Very interesting article. It is hard to be entirely sure about anything. I have trouble believing anything I read or hear. Even our own senses and memory can be misleading. There is a constant battle fought in our minds between logic and emotion, between memories and desires, between the egoistic and the altruistic and between what we see and what we want to see. This limbo of uncertainty can lead to non-action, which some view as a bad thing, but certain eastern philosophies view as a good thing. Everything we do or say is based on incomplete evidence. Therefore, we must be as sure as we can be, before we take any action. We must also be willing to take responsibility for our actions, whatever they might lead to. This is my rational anarchist point of view.

“Nothing is true. Everything is permissable.”

Also, Radiatidon might just be a person with significant amount of life experience, who prefers reading and research over American Idol, or he might be a group of people, like The Bard and Sun Tzu are sometimes thougth to have been.


#89 Rockadilly 22 April 2008 at 03:06 pm

stholas said: “I am also fairly convinced that Radiatidon cannot be one person. That much knowledge in one brain would cause it to swell and collapse into a black hole under it’s own weight. Cheers.”

Zenesque said: “Also, Radiatidon might just be a person with significant amount of life experience, who prefers reading and research over American Idol, or he might be a group of people, like The Bard and Sun Tzu are sometimes thougth to have been.”

Actually mates, I think your both on the right path about Donnie. Reading his past personal posts, I feel that this bloke might have some voices, mental ones. No offense Donnie, I believe that you are one very intriguing Yank and would love to meet ya.

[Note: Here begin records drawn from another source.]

//! Ready-made policies for common guardrails

use serde_json::json;

use crate::{Condition, PolicyDefinition, Rule, RuleAction, Severity};

/// Deny changes whose `cost.monthlyDelta` exceeds `limit`
///
/// The boundary is exclusive: a delta equal to the limit is allowed.
pub fn cost_threshold_policy(limit: f64) -> PolicyDefinition {
    let amount = format_amount(limit);
    PolicyDefinition::new("cost-threshold", "Monthly cost threshold").with_rule(
        Rule::new(
            "cost-delta-limit",
            Condition::field_gt("cost.monthlyDelta", limit),
            RuleAction::Deny,
            format!(
                "Estimated monthly cost increase of ${{{{cost.monthlyDelta}}}} exceeds the ${} limit",
                amount
            ),
        )
        .with_severity(Severity::High)
        .with_description(format!("Block changes adding more than ${} per month", amount)),
    )
}

/// Warn once per missing tag
pub fn required_tags_policy<I, S>(tags: I) -> PolicyDefinition
where
    I: IntoIterator<Item = S>,
    S: Into<String>,
{
    tags.into_iter()
        .map(Into::into)
        .fold(
            PolicyDefinition::new("required-tags", "Required tags"),
            |policy, tag: String| {
                policy.with_rule(
                    Rule::new(
                        format!("tag-{}", tag),
                        Condition::tag_missing(tag.clone()),
                        RuleAction::Warn,
                        format!("Resource {{{{resource.name}}}} is missing required tag '{}'", tag),
                    )
                    .with_severity(Severity::Low),
                )
            },
        )
}

/// Gate production changes behind approval and block deletes of protected resources
pub fn production_change_policy() -> PolicyDefinition {
    PolicyDefinition::new("production-changes", "Production change control")
        .with_rule(
            Rule::new(
                "prod-approval",
                Condition::field_equals("environment", "production"),
                RuleAction::RequireApproval,
                "{{action}} on {{resource.name}} targets production",
            )
            .with_severity(Severity::High),
        )
        .with_rule(
            Rule::new(
                "protected-delete",
                Condition::and(vec![
                    Condition::field_equals("action", "delete"),
                    Condition::TagEquals {
                        tag: "protected".to_string(),
                        value: Some("true".to_string()),
                    },
                ]),
                RuleAction::Deny,
                "{{resource.name}} is protected and cannot be deleted",
            )
            .with_severity(Severity::Critical),
        )
}

/// Deny world-open ingress and notify on public buckets
pub fn public_exposure_policy() -> PolicyDefinition {
    PolicyDefinition::new("public-exposure", "Public exposure")
        .with_rule(
            Rule::new(
                "open-ingress",
                Condition::FieldContains {
                    field: "resource.ingressCidrs".to_string(),
                    value: json!("0.0.0.0/0"),
                },
                RuleAction::Deny,
                "{{resource.name}} allows ingress from 0.0.0.0/0",
            )
            .with_severity(Severity::Critical),
        )
        .with_rule(
            Rule::new(
                "public-bucket",
                Condition::and(vec![
                    Condition::ResourceType {
                        value: "storage".to_string(),
                    },
                    Condition::field_equals("resource.public", true),
                ]),
                RuleAction::Notify,
                "Bucket {{resource.name}} is publicly readable",
            )
            .with_severity(Severity::Medium),
        )
}

fn format_amount(value: f64) -> String {
    if value.fract() == 0.0 && value.abs() < 1e15 {
        format!("{}", value as i64)
    } else {
        format!("{:.2}", value)
    }
}

#[cfg(test)]
mod tests {
    use super::*;
    use crate::PolicyEvaluationEngine;
    use serde_json::{json, Value};

    fn cost_input(delta: f64) -> Value {
        json!({"action": "update", "cost": {"monthlyDelta": delta}})
    }

    #[test]
    fn test_cost_threshold_boundaries() {
        let engine = PolicyEvaluationEngine::new();
        let policy = cost_threshold_policy(500.0);

        let under = engine.evaluate(&policy, &cost_input(300.0));
        assert!(under.allowed);
        assert!(under.denials.is_empty());

        let over = engine.evaluate(&policy, &cost_input(600.0));
        assert!(over.denied);
        assert_eq!(over.denials.len(), 1);
        assert!(over.denials[0].contains("$500"), "{}", over.denials[0]);
        assert!(over.denials[0].contains("$600"), "{}", over.denials[0]);

        let at = engine.evaluate(&policy, &cost_input(500.0));
        assert!(at.allowed);
    }

    #[test]
    fn test_required_tags() {
        let engine = PolicyEvaluationEngine::new();
        let policy = required_tags_policy(["owner", "env", "cost-center"]);
        let input = json!({"resource": {"name": "vm-1", "tags": {"env": "dev"}}});

        let result = engine.evaluate(&policy, &input);
        assert!(result.allowed);
        assert_eq!(result.warnings.len(), 2);
        assert!(result.warnings[0].contains("vm-1"));
        assert!(result.warnings[0].contains("'owner'"));
    }

    #[test]
    fn test_production_change_policy() {
        let engine = PolicyEvaluationEngine::new();
        let policy = production_change_policy();
        let input = json!({
            "action": "delete",
            "environment": "production",
            "resource": {"name": "ledger", "tags": {"protected": "true"}}
        });

        let result = engine.evaluate(&policy, &input);
        assert!(result.denied);
        assert!(result.approval_required);
        assert_eq!(result.denials, vec!["ledger is protected and cannot be deleted"]);
    }

    #[test]
    fn test_public_exposure_policy() {
        let engine = PolicyEvaluationEngine::new();
        let input = json!({
            "resource": {
                "name": "assets",
                "type": "storage",
                "public": true,
                "ingressCidrs": ["10.0.0.0/8"]
            }
        });

        let result = engine.evaluate(&public_exposure_policy(), &input);
        assert!(result.allowed);
        assert_eq!(result.notifications, vec!["Bucket assets is publicly readable"]);
    }

    #[test]
    fn test_format_amount() {
        assert_eq!(format_amount(500.0), "500");
        assert_eq!(format_amount(99.5), "99.50");
    }
}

I know that if I had endured some of Donnie’s torture that my mind would have shattered. Going mental I believe the kids call it. I would like to think that I could have been just as strong a man that Donnie is, considering the things he told us about, and things he has not. Reading his posts I find him very childish at times yet also very mature in a respectful way, if you know what I mean. But a very intelligent Yank.

Thats my view, now time to get the coffee and off to manage my fence this morning. G-day.

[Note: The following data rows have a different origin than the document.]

impl Parser {
    fn feed_line(&mut self, line: &str) {
        let line = strip_comment(line);
        match self.state {
            ParserState::OutsideRule => self.outside(line),
            ParserState::InBody | ParserState::InNestedLiteral => self.body(line),
        }
    }

    fn outside(&mut self, line: &str) {
        let trimmed = line.trim();
        if trimmed.is_empty() {
            return;
        }

        if let Some((head, msg_var)) = self.pending_head.take() {
            if let Some(rest) = trimmed.strip_prefix('{') {
                self.open_rule(head, msg_var, rest);
                return;
            }
            if head_mapping(&head).is_some() {
                warn!(head = %head, "Rego rule head without a body, skipped");
            }
        }

        if let Some(caps) = patterns().package.captures(trimmed) {
            self.package = caps[1].to_string();
            return;
        }

        if let Some(caps) = patterns().head.captures(trimmed) {
            let head = caps[1].to_string();
            let msg_var = caps
                .get(2)
                .or_else(|| caps.get(4))
                .map(|m| m.as_str().to_string())
                .or_else(|| caps.get(3).and_then(|obj| object_msg_var(obj.as_str())));
            let end = caps.get(0).map_or(0, |m| m.end());

            if caps.get(5).is_some_and(|opener| opener.as_str() == "{") {
                self.open_rule(head, msg_var, &trimmed[end..]);
            } else {
                self.pending_head = Some((head, msg_var));
            }
            return;
        }

        if let Some(caps) = patterns().leading_ident.captures(trimmed) {
            if head_mapping(&caps[1]).is_some() {
                warn!(line = %trimmed, "Unrecognised Rego rule head, skipped");
            }
        }
        // imports, defaults and other top-level declarations are not rules
    }

    fn open_rule(&mut self, head: String, msg_var: Option<String>, rest: &str) {
        self.current = Some(RuleBuilder {
            head,
            msg_var,
            conditions: Vec::new(),
            message: None,
            unparsed: Vec::new(),
        });
        self.depth = 1;
        self.state = ParserState::InBody;
        self.statement.clear();
        self.body(rest);
    }

    fn body(&mut self, line: &str) {
        let mut quote: Option<char> = None;
        let mut escaped = false;

        for (idx, ch) in line.char_indices() {
            if let Some(q) = quote {
                self.statement.push(ch);
                if escaped {
                    escaped = false;
                } else if ch == '\\' && q == '"' {
                    escaped = true;
                } else if ch == q {
                    quote = None;
                }
                continue;
            }

            match ch {
                '"' | '`' => {
                    quote = Some(ch);
                    self.statement.push(ch);
                }
                '{' | '[' | '(' => {
                    self.depth += 1;
                    self.state = ParserState::InNestedLiteral;
                    self.statement.push(ch);
                }
                '}' if self.depth <= 1 => {
                    self.flush_statement();
                    self.close_rule();
                    let rest = &line[idx + ch.len_utf8()..];
                    self.outside(rest);
                    return;
                }
                '}' | ']' | ')' => {
                    // a stray `]` or `)` never closes the rule block
                    if self.depth > 1 {
                        self.depth -= 1;
                    }
                    if self.depth == 1 {
                        self.state = ParserState::InBody;
                    }
                    self.statement.push(ch);
                }
                ';' if self.depth == 1 => self.flush_statement(),
                _ => self.statement.push(ch),
            }
        }

        if self.state == ParserState::InBody {
            self.flush_statement();
        } else {
            // nested literal continues on the next line
            self.statement.push(' ');
        }
    }

    fn flush_statement(&mut self) {
        let statement = std::mem::take(&mut self.statement);
        let statement = statement.trim();
        if statement.is_empty() {
            return;
        }
        if let Some(rule) = self.current.as_mut() {
            rule.absorb(statement);
        }
    }

    fn close_rule(&mut self) {
        self.state = ParserState::OutsideRule;
        self.depth = 0;
        if let Some(rule) = self.current.take() {
            self.rules.push(ParsedRegoRule {
                package: self.package.clone(),
                rule_head: rule.head,
                conditions: rule.conditions,
                message: rule.message,
                unparsed_lines: rule.unparsed,
            });
        }
    }

    fn finish(mut self) -> Vec<ParsedRegoRule> {
        if let Some(rule) = self.current.take() {
            warn!(head = %rule.head, "Unterminated Rego rule block discarded");
        }
        if let Some((head, _)) = self.pending_head.take() {
            warn!(head = %head, "Rego rule head without a body, skipped");
        }
        let untranslated: usize = self.rules.iter().map(|r| r.unparsed_lines.len()).sum();
        debug!(
            package = %self.package,
            rules = self.rules.len(),
            untranslated,
            "Parsed Rego policy text"
        );
        self.rules
    }
}

impl RuleBuilder {
    fn absorb(&mut self, statement: &str) {
        if let Some(message) = self.parse_message(statement) {
            self.message = Some(message);
        } else if let Some(condition) = parse_condition(statement) {
            self.conditions.push(condition);
        } else {
            self.unparsed.push(statement.to_string());
        }
    }

    fn parse_message(&self, statement: &str) -> Option<String> {
        let caps = patterns().assign.captures(statement)?;
        let var = self.msg_var.as_deref().unwrap_or("msg");
        if &caps[1] != var {
            return None;
        }
        let rhs = caps[2].trim();

        if let Some(lit) = patterns().string_literal.captures(rhs) {
            return unquote(&lit[0]);
        }
        if let Some(fmt) = patterns().sprintf.captures(rhs) {
            return unquote(&fmt[1]);
        }
        None
    }
}

fn parse_condition(statement: &str) -> Option<Condition> {
    let p = patterns();

    if let Some(caps) = p.not_input.captures(statement) {
        return Some(Condition::FieldNotExists {
            field: input_path(&caps[1])?,
        });
    }

    if let Some(caps) = p.contains.captures(statement) {
        return Some(Condition::FieldContains {
            field: input_path(&caps[1])?,
            value: parse_literal(&caps[2])?,
        });
    }

    if let Some(caps) = p.re_match.captures(statement) {
        let pattern = caps[1].to_string();
        let pattern = if pattern.starts_with('`') {
            pattern.trim_matches('`').to_string()
        } else {
            unquote(&pattern)?
        };
        return Some(Condition::FieldMatches {
            field: input_path(&caps[2])?,
            pattern,
        });
    }

    if let Some(caps) = p.count.captures(statement) {
        let op = match &caps[2] {
            "==" => SizeOp::Eq,
            "!=" => SizeOp::Ne,
            ">" => SizeOp::Gt,
            ">=" => SizeOp::Gte,
            "<" => SizeOp::Lt,
            _ => SizeOp::Lte,
        };
        return Some(Condition::FieldSize {
            field: input_path(&caps[1])?,
            op,
            value: caps[3].parse().ok()?,
        });
    }

    if let Some(caps) = p.compare.captures(statement) {
        return comparison(&caps[1], &caps[2], &caps[3]);
    }

    if let Some(caps) = p.compare_reversed.captures(statement) {
        let flipped = match &caps[2] {
            ">" => "<",
            ">=" => "<=",
            "<" => ">",
            "<=" => ">=",
            other => other,
        };
        return comparison(&caps[3], flipped, &caps[1]);
    }

    if p.bare_input.is_match(statement) {
        return Some(Condition::FieldExists {
            field: input_path(statement)?,
        });
    }

    None
}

Thanks Donnie, this is one Aussie that tips his hat to you for sharing.


#90 doubletrinity 22 April 2008 at 07:37 pm

I have been told that all’s fair in war. I personally wouldn’t know. But I suppose I couldn’t judge Mr. Hoover too harshly, he did what he thought he had to in order to keep his country safe. If that was his driving motive.
However, that doesn’t mean that I have to like it.
Certainly, times are hard, and it would be difficult to walk out of your homes wondering, as some Americans clearly do, whether they are about to be attacked again. But does that make it okay for the government to suspend some pretty basic rights? Just because the accused isn’t American? Practical solutions are needed, but I personally don’t think that they should be implemented at the cost of one’s human rights.
But then again, I’m young and naive. I still think that governments -for all their power and prestige – are still just public servants. Really high ranking ones, of course. But they’re here to keep my rights safe, not take them away.

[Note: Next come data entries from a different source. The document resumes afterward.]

//! Assessment summaries and reports

use chrono::{DateTime, Utc};
use serde::{Deserialize, Serialize};
use stackguard_policy::Severity;
use std::collections::{BTreeSet, HashMap};

use crate::{ControlResult, ControlStatus, Framework};

/// Failures bucketed by control severity
#[derive(Debug, Clone, Copy, Default, PartialEq, Eq, Serialize, Deserialize)]
pub struct SeverityCounts {
    pub critical: usize,
    pub high: usize,
    pub medium: usize,
    pub low: usize,
    pub info: usize,
}

impl SeverityCounts {
    /// Count one failure
    pub fn record(&mut self, severity: Severity) {
        match severity {
            Severity::Critical => self.critical += 1,
            Severity::High => self.high += 1,
            Severity::Medium => self.medium += 1,
            Severity::Low => self.low += 1,
            Severity::Info => self.info += 1,
        }
    }

    pub fn total(&self) -> usize {
        self.critical + self.high + self.medium + self.low + self.info
    }
}

/// Outcome of one framework pass
#[derive(Debug, Clone, PartialEq, Serialize, Deserialize)]
#[serde(rename_all = "camelCase")]
pub struct ComplianceSummary {
    pub framework: Framework,
    pub framework_name: String,

    /// Controls in the catalog
    pub total_controls: usize,

    /// Result rows (one per control and applicable resource)
    pub total_checks: usize,
    pub passed: usize,
    pub failed: usize,
    pub warnings: usize,
    pub not_applicable: usize,

    /// Percentage of applicable checks that passed, to one decimal
    pub score: f64,

    pub failures_by_severity: SeverityCounts,
    pub results: Vec<ControlResult>,
    pub evaluated_at: DateTime<Utc>,
}

impl ComplianceSummary {
    /// Tally rows into a summary
    pub fn from_results(framework: Framework, total_controls: usize, results: Vec<ControlResult>) -> Self {
        let mut passed = 0;
        let mut failed = 0;
        let mut warnings = 0;
        let mut not_applicable = 0;
        let mut failures_by_severity = SeverityCounts::default();

        for result in &results {
            match result.status {
                ControlStatus::Pass => passed += 1,
                ControlStatus::Fail => {
                    failed += 1;
                    failures_by_severity.record(result.severity);
                }
                ControlStatus::Warning => warnings += 1,
                ControlStatus::NotApplicable => not_applicable += 1,
            }
        }

        Self {
            framework,
            framework_name: framework.display_name().to_string(),
            total_controls,
            total_checks: results.len(),
            passed,
            failed,
            warnings,
            not_applicable,
            score: score(passed, results.len(), not_applicable),
            failures_by_severity,
            results,
            evaluated_at: Utc::now(),
        }
    }

    /// Rows with status `fail`
    pub fn failures(&self) -> impl Iterator<Item = &ControlResult> {
        self.results.iter().filter(|r| r.status == ControlStatus::Fail)
    }
}

/// `passed / (total - not_applicable) * 100` rounded to one decimal, or 100
/// when nothing was applicable
pub fn score(passed: usize, total: usize, not_applicable: usize) -> f64 {
    let applicable = total.saturating_sub(not_applicable);
    if applicable == 0 {
        return 100.0;
    }
    let raw = passed as f64 / applicable as f64 * 100.0;
    (raw * 10.0).round() / 10.0
}

/// A resource with at least one critical or high failure
#[derive(Debug, Clone, PartialEq, Serialize, Deserialize)]
#[serde(rename_all = "camelCase")]
pub struct CriticalResource {
    pub resource_id: String,
    pub resource_name: String,
    pub resource_type: String,

    /// Failures of any severity across all frameworks
    pub failure_count: usize,
    pub critical_failures: usize,
    pub high_failures: usize,
    pub failed_controls: Vec<String>,
    pub frameworks: BTreeSet<Framework>,
}

/// Cross-framework assessment
#[derive(Debug, Clone, PartialEq, Serialize, Deserialize)]
#[serde(rename_all = "camelCase")]
pub struct ComplianceReport {
    pub generated_at: DateTime<Utc>,
    pub frameworks: Vec<ComplianceSummary>,
    pub total_resources: usize,

    /// Ranked by failure count, highest first
    pub critical_resources: Vec<CriticalResource>,
}

impl ComplianceReport {
    /// Assemble a report and rank critical resources
    pub fn new(frameworks: Vec<ComplianceSummary>, total_resources: usize) -> Self {
        let critical_resources = rank_critical_resources(&frameworks);
        Self {
            generated_at: Utc::now(),
            frameworks,
            total_resources,
            critical_resources,
        }
    }

    /// Summary for one framework
    pub fn summary(&self, framework: Framework) -> Option<&ComplianceSummary> {
        self.frameworks.iter().find(|s| s.framework == framework)
    }
}

fn rank_critical_resources(summaries: &[ComplianceSummary]) -> Vec<CriticalResource> {
    let mut by_resource: HashMap<&str, CriticalResource> = HashMap::new();

    for summary in summaries {
        for failure in summary.failures().filter(|r| !r.resource_id.is_empty()) {
            let entry = by_resource
                .entry(failure.resource_id.as_str())
                .or_insert_with(|| CriticalResource {
                    resource_id: failure.resource_id.clone(),
                    resource_name: failure.resource_name.clone(),
                    resource_type: failure.resource_type.clone(),
                    failure_count: 0,
                    critical_failures: 0,
                    high_failures: 0,
                    failed_controls: Vec::new(),
                    frameworks: BTreeSet::new(),
                });
            entry.failure_count += 1;
            match failure.severity {
                Severity::Critical => entry.critical_failures += 1,
                Severity::High => entry.high_failures += 1,
                _ => {}
            }
            entry.failed_controls.push(failure.control_id.clone());
            entry.frameworks.insert(failure.framework);
        }
    }

    let mut ranked: Vec<CriticalResource> = by_resource
        .into_values()
        .filter(|r| r.critical_failures + r.high_failures > 0)
        .collect();
    ranked.sort_by(|a, b| {
        b.failure_count
            .cmp(&a.failure_count)
            .then_with(|| b.critical_failures.cmp(&a.critical_failures))
            .then_with(|| a.resource_id.cmp(&b.resource_id))
    });
    ranked
}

#91 oneeyechuck 22 April 2008 at 07:57 pm

Jack, I don’t have the complete, practical answer on how to stop terrorists who don’t care whether or not they die. Maybe the only solution is to trample on the Bill of Rights. (Even armed with such power, the government hasn’t been able to put much of a dent in the drug trade.) Maybe the libertarians are right and we need need to arm everyone but the legally insane. Either method is unlikely to stop truly determined and resourceful people who are hell bent to make martyrs of themselves.

In a (totally hypothetical) perfect world, people would be taught that human life is worthy of respect, in and of itself, and while we’re at it, why not incorporate the ideal of infinite diversity in infinite combination (with apologies to Gene Roddenberry). Until that day comes, I will stand by my earlier statement, and I really do mean that I would rather die under a terrorist’s knife, than to live under tyranny. (I can only hope I wouldn’t pee on myself, if it came to that.) The Founders risked a noose or death on a battlefield for the chance to start a great experiment in Liberty and Democracy, if your’s is the prevailing attitude, they took those risks in vain.
Monocularly yours, Chuck


#92 Bewildered 22 April 2008 at 09:15 pm

This sort of story is the rule not the exception – Why is it that the American people can’t see this? You seem so shocked… It’ll ‘never happen to you’ though, so just sit back and believe what the media tells you. :-)


#93 Silverhill 22 April 2008 at 09:17 pm

oneeyechuck, good points. Glad to have you commenting here, with substance and clarity.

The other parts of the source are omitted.